11. « Espère en Dieu ». Pourquoi, « Espère ? » « Parce que je le confesserai encore ». Comment le confesseras-tu ? « Je confesserai qu’il est mon Dieu, le Sauveur qui fixe mes regards »[2]. Le salut ne peut me venir de moi-même, je le publie, je le proclame ; « c’est mon Dieu, qui est le Sauveur que j’envisage ». Comme s’il craignait de perdre ce qu’il connaît en partie, il regarde avec inquiétude que le serpent ne vienne point à se glisser. Il ne dit pas encore : Je suis tout à fait sauvé.

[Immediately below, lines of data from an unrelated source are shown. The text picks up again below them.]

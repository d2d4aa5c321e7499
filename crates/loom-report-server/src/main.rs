// Copyright (c) 2025 Geoffrey Huntley <ghuntley@ghuntley.com>. All rights reserved.
// SPDX-License-Identifier: Proprietary

//! Error report collector binary.

use std::net::SocketAddr;

use clap::Parser;
use loom_report_server::{create_router, AppState, ServerArgs};
use tracing_subscriber::{layer::SubscriberExt, util::SubscriberInitExt};

#[tokio::main]
async fn main() -> Result<(), Box<dyn std::error::Error>> {
	let args = ServerArgs::parse();

	tracing_subscriber::registry()
		.with(
			tracing_subscriber::EnvFilter::try_from_default_env()
				.unwrap_or_else(|_| args.log_level.clone().into()),
		)
		.with(tracing_subscriber::fmt::layer())
		.init();

	tokio::fs::create_dir_all(&args.upload_dir).await?;
	let state = AppState::from_args(&args)?;
	let app = create_router(state, &args.path);

	let listener = tokio::net::TcpListener::bind(args.listen).await?;
	tracing::info!(
		listen = %args.listen,
		path = %args.path,
		upload_dir = %args.upload_dir.display(),
		max_size_mb = args.max_size_mb,
		notify = args.notify_smtp_host.is_some(),
		"starting loom-report-server"
	);

	axum::serve(listener, app.into_make_service_with_connect_info::<SocketAddr>())
		.with_graceful_shutdown(shutdown_signal())
		.await?;

	tracing::info!("loom-report-server stopped");
	Ok(())
}

async fn shutdown_signal() {
	if let Err(e) = tokio::signal::ctrl_c().await {
		tracing::error!(error = %e, "failed to listen for shutdown signal");
	}
}
// Copyright (c) 2025 Geoffrey Huntley <ghuntley@ghuntley.com>. All rights reserved.
// SPDX-License-Identifier: Proprietary

//! The delivery contract shared by every transport.

use crate::archive::Archive;

/// Outcome of one delivery attempt. Never persisted.
#[derive(Debug, Clone, PartialEq, Eq)]
pub struct TransportResult {
	pub success: bool,
	pub message: Option<String>,
}

impl TransportResult {
	pub fn ok() -> Self {
		Self {
			success: true,
			message: None,
		}
	}

	pub fn failed(message: impl Into<String>) -> Self {
		Self {
			success: false,
			message: Some(message.into()),
		}
	}

	pub fn is_success(&self) -> bool {
		self.success
	}
}

/// A spooled archive loaded back for redelivery, with the file name it was
/// stored under.
#[derive(Debug)]
pub struct PendingArchive {
	pub file_name: String,
	pub archive: Archive,
}

/// Delivers archives to a remote collector.
///
/// Implementations report failure through [`TransportResult`] and never
/// panic or return errors for network or protocol problems.
pub trait Transport: Send + Sync {
	/// Short name used in log fields, e.g. `"http"` or `"smtp"`.
	fn kind(&self) -> &'static str;

	fn send(&self, archive: &Archive) -> TransportResult;

	/// Delivers several spooled archives in one attempt.
	///
	/// Returns `None` when the transport has no batch mode, in which case the
	/// caller falls back to sending them one at a time.
	fn send_batch(&self, _pending: &[PendingArchive]) -> Option<TransportResult> {
		None
	}
}

impl<T: Transport + ?Sized> Transport for Box<T> {
	fn kind(&self) -> &'static str {
		(**self).kind()
	}

	fn send(&self, archive: &Archive) -> TransportResult {
		(**self).send(archive)
	}

	fn send_batch(&self, pending: &[PendingArchive]) -> Option<TransportResult> {
		(**self).send_batch(pending)
	}
}
// Copyright (c) 2025 Geoffrey Huntley <ghuntley@ghuntley.com>. All rights reserved.
// SPDX-License-Identifier: Proprietary

//! Redacted string for credentials (SMTP passwords and the like).

use std::fmt;

use serde::{Deserialize, Deserializer, Serialize, Serializer};
use zeroize::Zeroize;

/// Placeholder printed wherever a secret would otherwise appear.
pub const REDACTED: &str = "[REDACTED]";

/// A string that never shows up in `Debug`, `Display` or serialized output,
/// and is wiped from memory on drop. Read it with [`SecretString::expose`].
#[derive(Clone, PartialEq, Eq, Zeroize)]
#[zeroize(drop)]
pub struct SecretString(String);

impl SecretString {
	pub fn new(value: impl Into<String>) -> Self {
		Self(value.into())
	}

	pub fn expose(&self) -> &str {
		&self.0
	}

	pub fn is_empty(&self) -> bool {
		self.0.is_empty()
	}
}

impl From<String> for SecretString {
	fn from(value: String) -> Self {
		Self(value)
	}
}

impl fmt::Debug for SecretString {
	fn fmt(&self, f: &mut fmt::Formatter<'_>) -> fmt::Result {
		f.debug_tuple("SecretString").field(&REDACTED).finish()
	}
}

impl fmt::Display for SecretString {
	fn fmt(&self, f: &mut fmt::Formatter<'_>) -> fmt::Result {
		f.write_str(REDACTED)
	}
}

impl Serialize for SecretString {
	fn serialize<S: Serializer>(&self, serializer: S) -> Result<S::Ok, S::Error> {
		serializer.serialize_str(REDACTED)
	}
}

impl<'de> Deserialize<'de> for SecretString {
	fn deserialize<D: Deserializer<'de>>(deserializer: D) -> Result<Self, D::Error> {
		String::deserialize(deserializer).map(Self)
	}
}
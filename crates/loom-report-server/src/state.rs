// Copyright (c) 2025 Geoffrey Huntley <ghuntley@ghuntley.com>. All rights reserved.
// SPDX-License-Identifier: Proprietary

use std::net::IpAddr;
use std::path::{Path, PathBuf};
use std::sync::Arc;

use chrono::Utc;
use loom_report::LogFile;
use loom_report_smtp::MailTransport;
use tracing::warn;

use crate::config::ServerArgs;
use crate::error::Result;
use crate::upload::{Rejected, UploadPolicy};

#[derive(Clone)]
pub struct AppState {
	inner: Arc<Inner>,
}

struct Inner {
	policy: UploadPolicy,
	upload_dir: PathBuf,
	notifier: Option<Arc<MailTransport>>,
	activity: Option<LogFile>,
}

impl AppState {
	pub fn new(
		policy: UploadPolicy,
		upload_dir: impl Into<PathBuf>,
		notifier: Option<MailTransport>,
		activity: Option<LogFile>,
	) -> Self {
		Self {
			inner: Arc::new(Inner {
				policy,
				upload_dir: upload_dir.into(),
				notifier: notifier.map(Arc::new),
				activity,
			}),
		}
	}

	pub fn from_args(args: &ServerArgs) -> Result<Self> {
		let notifier = args.notify_config()?.map(MailTransport::new).transpose()?;
		let activity = args
			.activity_log
			.as_ref()
			.map(|path| LogFile::open(path.clone(), Default::default()))
			.transpose()?;
		Ok(Self::new(args.policy()?, &args.upload_dir, notifier, activity))
	}

	pub fn policy(&self) -> &UploadPolicy {
		&self.inner.policy
	}

	pub fn upload_dir(&self) -> &Path {
		&self.inner.upload_dir
	}

	pub fn notifier(&self) -> Option<Arc<MailTransport>> {
		self.inner.notifier.clone()
	}

	/// Appends `<message> - <time> - <client>` to the activity log.
	pub fn activity(&self, ip: IpAddr, message: &str) {
		if let Some(log) = &self.inner.activity {
			log.write_line(&format!("{message} - {} - {ip}", Utc::now().to_rfc2822()));
		}
	}

	pub(crate) fn reject(&self, ip: IpAddr, reason: &str) -> Rejected {
		warn!(client = %ip, reason, "upload rejected");
		self.activity(ip, reason);
		Rejected
	}
}
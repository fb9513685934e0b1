//! The grouped selection menu shown while a cell is being edited.
//!
//! DESIGN
//! ======
//! The menu is plain data (groups of value/text/selected entries) so any
//! selection control can render it. Entry values encode the choice:
//! `"0"` is Unassigned, `"<id>"` an unlocked option and `"<id>-locked"` its
//! locked variant. [`decode_choice`] is the only way back from a value.

#[cfg(test)]
#[path = "menu_test.rs"]
mod menu_test;

use crate::cell::Assignment;
use crate::dataset::ParseError;
use crate::option::SlotOption;

pub const UNASSIGNED_VALUE: &str = "0";
pub const UNASSIGNED_TEXT: &str = "Unassigned";
pub const LOCKED_SUFFIX: &str = "-locked";

pub const PREFERRED_LABEL: &str = "Preferred";
pub const PREFERRED_LOCKED_LABEL: &str = "Preferred (locked)";
pub const OTHER_LABEL: &str = "Other";
pub const OTHER_LOCKED_LABEL: &str = "Other (locked)";

/// One selectable entry.
#[derive(Clone, Debug, PartialEq, Eq)]
pub struct MenuEntry {
    pub value: String,
    pub text: String,
    pub selected: bool,
}

/// A labelled group of entries (rendered as an `<optgroup>`).
#[derive(Clone, Debug, PartialEq, Eq)]
pub struct MenuGroup {
    pub label: &'static str,
    pub entries: Vec<MenuEntry>,
}

/// Unassigned entry followed by the option groups, exactly one entry selected.
#[derive(Clone, Debug, PartialEq, Eq)]
pub struct EditMenu {
    pub unassigned: MenuEntry,
    pub groups: Vec<MenuGroup>,
}

impl EditMenu {
    /// Build the menu for a cell.
    ///
    /// Locked groups are only present when `allow_locking` is set. The entry
    /// matching `current` is pre-selected; a locked assignment falls back to
    /// its unlocked entry when locked variants are not offered, and anything
    /// not offered at all falls back to Unassigned.
    #[must_use]
    pub fn build(preferred: &[SlotOption], remaining: &[SlotOption], allow_locking: bool, current: Assignment) -> Self {
        let mut groups = vec![option_group(PREFERRED_LABEL, preferred, false)];
        if allow_locking {
            groups.push(option_group(PREFERRED_LOCKED_LABEL, preferred, true));
        }
        groups.push(option_group(OTHER_LABEL, remaining, false));
        if allow_locking {
            groups.push(option_group(OTHER_LOCKED_LABEL, remaining, true));
        }

        let mut menu = Self {
            unassigned: MenuEntry {
                value: UNASSIGNED_VALUE.to_owned(),
                text: UNASSIGNED_TEXT.to_owned(),
                selected: false,
            },
            groups,
        };
        menu.preselect(current);
        menu
    }

    fn preselect(&mut self, current: Assignment) {
        let mut candidates = Vec::with_capacity(2);
        if current.is_assigned() {
            candidates.push(encode_choice(current));
            if current.locked {
                candidates.push(encode_choice(Assignment {
                    locked: false,
                    ..current
                }));
            }
        }

        for candidate in &candidates {
            let hit = self
                .groups
                .iter_mut()
                .flat_map(|group| group.entries.iter_mut())
                .find(|entry| &entry.value == candidate);
            if let Some(entry) = hit {
                entry.selected = true;
                return;
            }
        }
        self.unassigned.selected = true;
    }

    /// Every entry in display order, Unassigned first.
    pub fn entries(&self) -> impl Iterator<Item = &MenuEntry> {
        std::iter::once(&self.unassigned).chain(self.groups.iter().flat_map(|group| group.entries.iter()))
    }

    /// The pre-selected entry.
    #[must_use]
    pub fn selected(&self) -> Option<&MenuEntry> {
        self.entries().find(|entry| entry.selected)
    }

    #[must_use]
    pub fn group(&self, label: &str) -> Option<&MenuGroup> {
        self.groups.iter().find(|group| group.label == label)
    }
}

fn option_group(label: &'static str, options: &[SlotOption], locked: bool) -> MenuGroup {
    MenuGroup {
        label,
        entries: options
            .iter()
            .map(|option| MenuEntry {
                value: encode_choice(Assignment {
                    option_id: Some(option.id),
                    locked,
                }),
                text: option.display.clone(),
                selected: false,
            })
            .collect(),
    }
}

/// Encode a choice as a menu entry value.
#[must_use]
pub fn encode_choice(choice: Assignment) -> String {
    match choice.option_id.filter(|id| *id != 0) {
        None => UNASSIGNED_VALUE.to_owned(),
        Some(id) if choice.locked => format!("{id}{LOCKED_SUFFIX}"),
        Some(id) => id.to_string(),
    }
}

/// Decode a menu entry value into `(option id, locked)`.
///
/// # Errors
///
/// Returns [`ParseError::InvalidMenuValue`] for anything [`encode_choice`]
/// could not have produced.
pub fn decode_choice(value: &str) -> Result<Assignment, ParseError> {
    let invalid = || ParseError::InvalidMenuValue(value.to_owned());
    let (token, locked) = match value.strip_suffix(LOCKED_SUFFIX) {
        Some(token) => (token, true),
        None => (value, false),
    };
    let id = token.parse::<i64>().map_err(|_| invalid())?;
    if id == 0 {
        return if locked {
            Err(invalid())
        } else {
            Ok(Assignment::UNASSIGNED)
        };
    }
    Ok(Assignment {
        option_id: Some(id),
        locked,
    })
}
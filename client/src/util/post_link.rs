//! Links that submit a POST form instead of navigating.
//!
//! A click on `a.link-form-post` builds a throwaway
//! `<form method="POST" action=href>` carrying the page CSRF token in a
//! hidden `csrfmiddlewaretoken` input, appends it to `<body>` and submits it.

#[cfg(test)]
#[path = "post_link_test.rs"]
mod post_link_test;

pub const POST_LINK_SELECTOR: &str = "a.link-form-post";
pub const CSRF_FIELD_NAME: &str = "csrfmiddlewaretoken";

/// Hidden `(name, value)` inputs carried by the generated form.
pub fn hidden_fields(csrf_token: &str) -> Vec<(&'static str, String)> {
    vec![(CSRF_FIELD_NAME, csrf_token.to_owned())]
}

/// Wire every POST link on the page.
///
/// Pages without such links do not need a CSRF block. Pages with links but
/// no usable token keep plain links and log a warning.
#[cfg(feature = "csr")]
pub fn attach(document: &web_sys::Document) {
    use crate::page::config::{read_csrf_token, script_blocks};
    use crate::util::dom;

    let links = match dom::elements::<web_sys::HtmlAnchorElement>(document, POST_LINK_SELECTOR) {
        Ok(links) if !links.is_empty() => links,
        Ok(_) => return,
        Err(e) => {
            log::warn!("post links: {e}");
            return;
        }
    };
    let token = match read_csrf_token(&script_blocks(document)) {
        Ok(token) => token,
        Err(e) => {
            log::warn!("post links left as plain links: {e}");
            return;
        }
    };

    for link in &links {
        let href_source = link.clone();
        let token = token.clone();
        dom::listen(link, "click", move |ev| {
            ev.prevent_default();
            if let Err(e) = submit_post(&href_source.href(), &token) {
                log::error!("could not submit POST link: {e:?}");
            }
        });
    }
    log::debug!("wired {} POST links", links.len());
}

#[cfg(feature = "csr")]
fn submit_post(action: &str, csrf_token: &str) -> Result<(), wasm_bindgen::JsValue> {
    use wasm_bindgen::{JsCast, JsValue};

    let document = web_sys::window()
        .and_then(|w| w.document())
        .ok_or_else(|| JsValue::from_str("no document"))?;
    let body = document.body().ok_or_else(|| JsValue::from_str("no <body>"))?;

    let form = document.create_element("form")?.dyn_into::<web_sys::HtmlFormElement>()?;
    form.set_method("POST");
    form.set_action(action);
    for (name, value) in hidden_fields(csrf_token) {
        let input = document.create_element("input")?.dyn_into::<web_sys::HtmlInputElement>()?;
        input.set_type("hidden");
        input.set_name(name);
        input.set_value(&value);
        form.append_child(&input)?;
    }

    body.append_child(&form)?;
    form.submit()
}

Car, possédant les prémices de l’esprit, nous gémissons intérieurement, en attendant que nous soyons adoptés et délivrés de notre corps[3]. Quand le salut sera parfait en nous, nous aurons la vie éternelle dans la maison de Dieu, nous bénirons à jamais celui à qui le prophète chantait : « Bienheureux ceux qui habitent votre maison, ils vous béniront dans les siècles des siècles »[4]. Nous n’avons pas encore ce bonheur, parce que nous ne possédons pas encore ce salut qui nous est promis ; mais je chante le Seigneur dans mon espérance, et je lui dis : « Mon Dieu est le Sauveur qui fixe mes regards ; car l’espérance nous sauve, « et l’espérance qu’on verrait ne serait point une espérance ». Persévère, afin d’arriver ; cours, jusqu’à ce que vienne le salut. Écoute le langage que ton Dieu te tient à l’intérieur : « Attends le Seigneur, que ton cœur s’affermisse et attende le Seigneur[5] ; car celui-là sera sauvé qui aura persévéré jusqu’à la fin[6]. Pourquoi donc cette tristesse, ô mon âme, et pourquoi me troubler ? Espère dans le Seigneur, car je le confesserai de nouveau ». Et voici la confession que je ferai : « C’est mon Dieu, qui est le Sauveur que j’envisage ».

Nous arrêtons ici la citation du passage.